Yes, we have scars, yes we have wounds, yes we have evidence of battles, scrapes and dust-ups but God has freed us. Now our scars are our testimony, I am free, You meant to kill me, you tried to destroy, the scar is the proof you meant it for my evil but God meant it for my good.

I am going to the pulpit and pray this works out but I am shouting because God just gave me something that I didn't write. FOR ALL MY SCARS GOD HAS GIVE ME SOMETHING BETTER THAN COCOA BUTTER, I AM COVERED BY HIS BLOOD.

HEY GLORY, KEEP RUNNING

Owens

3 comments:

Rev. Barney said...

I know the body of Christ was blessed by this word!!!!I am right now.

Anonymous said...

It is amazing how i have blamed everyone else for my challenges,struggles,and failure.It is embarrasing to remember how I have attacked others because I couldn't truly see myself.All the difficulties that I recently faced were designed to bring me to a central truth in my life.This truth is that I need to change,and it take pressure to change my character.I thought I was fine and that my faults weren't so bad. It took GOD, to burst open my heart and unveil my eyes so that I could have a clear mind.This test was positioned in my way to carry me closer to the true me and bring me closer to my greater self.

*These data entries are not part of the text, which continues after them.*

pub mod clock;
pub mod collaborators;
pub mod contracts;
pub mod error;
pub mod history;
pub mod scope;
pub mod search;
pub mod seed;
pub mod stats;
pub mod sweep;

pub use clock::{Clock, FixedClock, SystemClock};
pub use error::ServiceError;
pub use scope::{AccessScope, CurrentUser};
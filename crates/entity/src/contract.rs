use sea_orm::entity::prelude::*;
use serde::{Deserialize, Serialize};
use std::str::FromStr;

#[derive(Clone, Debug, PartialEq, DeriveEntityModel, Eq)]
#[sea_orm(table_name = "contract")]
pub struct Model {
    #[sea_orm(primary_key, auto_increment = false)]
    pub id: Uuid,
    #[sea_orm(unique)]
    pub contract_number: String,
    pub customer_name: String,
    pub wbs_code: Option<String>,
    pub project_name: Option<String>,
    #[sea_orm(indexed)]
    pub business_area_id: Uuid,
    #[sea_orm(indexed)]
    pub manager_id: Option<Uuid>,
    pub start_date: Date,
    pub end_date: Option<Date>,
    pub status: Status,
    pub created_at: DateTimeWithTimeZone,
}

#[derive(Copy, Clone, Debug, EnumIter, DeriveRelation)]
pub enum Relation {
    #[sea_orm(
        belongs_to = "super::business_area::Entity",
        from = "Column::BusinessAreaId",
        to = "super::business_area::Column::Id"
    )]
    BusinessArea,
    #[sea_orm(
        belongs_to = "super::manager::Entity",
        from = "Column::ManagerId",
        to = "super::manager::Column::Id",
        on_delete = "SetNull"
    )]
    Manager,
}

impl Related<super::business_area::Entity> for Entity {
    fn to() -> RelationDef {
        Relation::BusinessArea.def()
    }
}

impl Related<super::manager::Entity> for Entity {
    fn to() -> RelationDef {
        Relation::Manager.def()
    }
}

#[derive(Copy, Clone, Debug, EnumIter, DeriveActiveEnum, Eq, PartialEq, Serialize, Deserialize)]
#[sea_orm(rs_type = "String", db_type = "Enum", enum_name = "contract_status")]
#[serde(rename_all = "SCREAMING_SNAKE_CASE")]
pub enum Status {
    #[sea_orm(string_value = "DRAFT")]
    Draft,
    #[sea_orm(string_value = "ACTIVE")]
    Active,
    #[sea_orm(string_value = "EXPIRED")]
    Expired,
    #[sea_orm(string_value = "CANCELLED")]
    Cancelled,
}

impl Status {
    pub fn as_str(self) -> &'static str {
        match self {
            Status::Draft => "DRAFT",
            Status::Active => "ACTIVE",
            Status::Expired => "EXPIRED",
            Status::Cancelled => "CANCELLED",
        }
    }
}

impl FromStr for Status {
    type Err = ();

    fn from_str(value: &str) -> Result<Self, Self::Err> {
        match value {
            "DRAFT" => Ok(Status::Draft),
            "ACTIVE" => Ok(Status::Active),
            "EXPIRED" => Ok(Status::Expired),
            "CANCELLED" => Ok(Status::Cancelled),
            _ => Err(()),
        }
    }
}

impl ActiveModelBehavior for ActiveModel {}
pub mod app_user;
pub mod business_area;
pub mod contract;
pub mod contract_history;
pub mod contract_manager;
pub mod manager;
use axum::http::HeaderMap;
use jsonwebtoken::{DecodingKey, Validation};
use serde::{Deserialize, Serialize};

#[derive(Clone, Debug)]
pub struct AuthConfig {
    pub jwt_secret: String,
}

impl AuthConfig {
    pub fn decoding_key(&self) -> DecodingKey {
        DecodingKey::from_secret(self.jwt_secret.as_bytes())
    }
}

/// Token claims issued by the external identity provider. `sub` carries the
/// username the service layer resolves to a user record.
#[derive(Debug, Clone, Serialize, Deserialize)]
pub struct SessionClaims {
    pub sub: String,
    pub exp: usize,
}

pub fn decode_token(
    token: &str,
    config: &AuthConfig,
) -> jsonwebtoken::errors::Result<SessionClaims> {
    jsonwebtoken::decode::<SessionClaims>(token, &config.decoding_key(), &Validation::default())
        .map(|data| data.claims)
}

/// Username of the authenticated caller, if a valid bearer token is present.
pub fn authenticated_username(headers: &HeaderMap, config: &AuthConfig) -> Option<String> {
    let token = extract_token(headers)?;
    decode_token(&token, config).ok().map(|claims| claims.sub)
}

fn extract_token(headers: &HeaderMap) -> Option<String> {
    let value = headers.get(axum::http::header::AUTHORIZATION)?;
    let text = value.to_str().ok()?;
    text.strip_prefix("Bearer ")
        .map(|rest| rest.trim().to_string())
}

Thus my heart wa grieved,and I wa pricked in my reins.So foolih was I,and ignorant:I was as a beast Thee.Nevertheless I am continually with Thee:Thou hast holden me by my right hand.Thou shalt guide me with Thy counsel,and afterward receive me to (GLORY).AMEN

Samantha Owens said...

I don't have to go far, search hard,or look long to find immediate,gratification,appeasement,comfort and satisfaction for my flesh and carnal deires.Food everywhere,sex-any and everywhere,and ego in the air.How am I to resist these luring temptations and live a godly,sober,fulfilled life with moderation ?My sister and brother think that illict sex is a vice. But gossip,lying,disloyalty, and talebearing are also carnal.It is easy to embrace these practices,because they can become so irresistible.I believe that nothing should rule me or control me,especially the expense of my relationship with the LORD.Please let me look at the prize,which is a life of peace,fulfillment,contentment,and complteness in your love and care.I probably will not say these word to you when Iam overtaken with my passion for self-gratification.I am saying them now,however,so that these words will prevail for me in my moment of weakness.
Give me the grace to stay focused and find the joy in your wisdom and purpose for my life.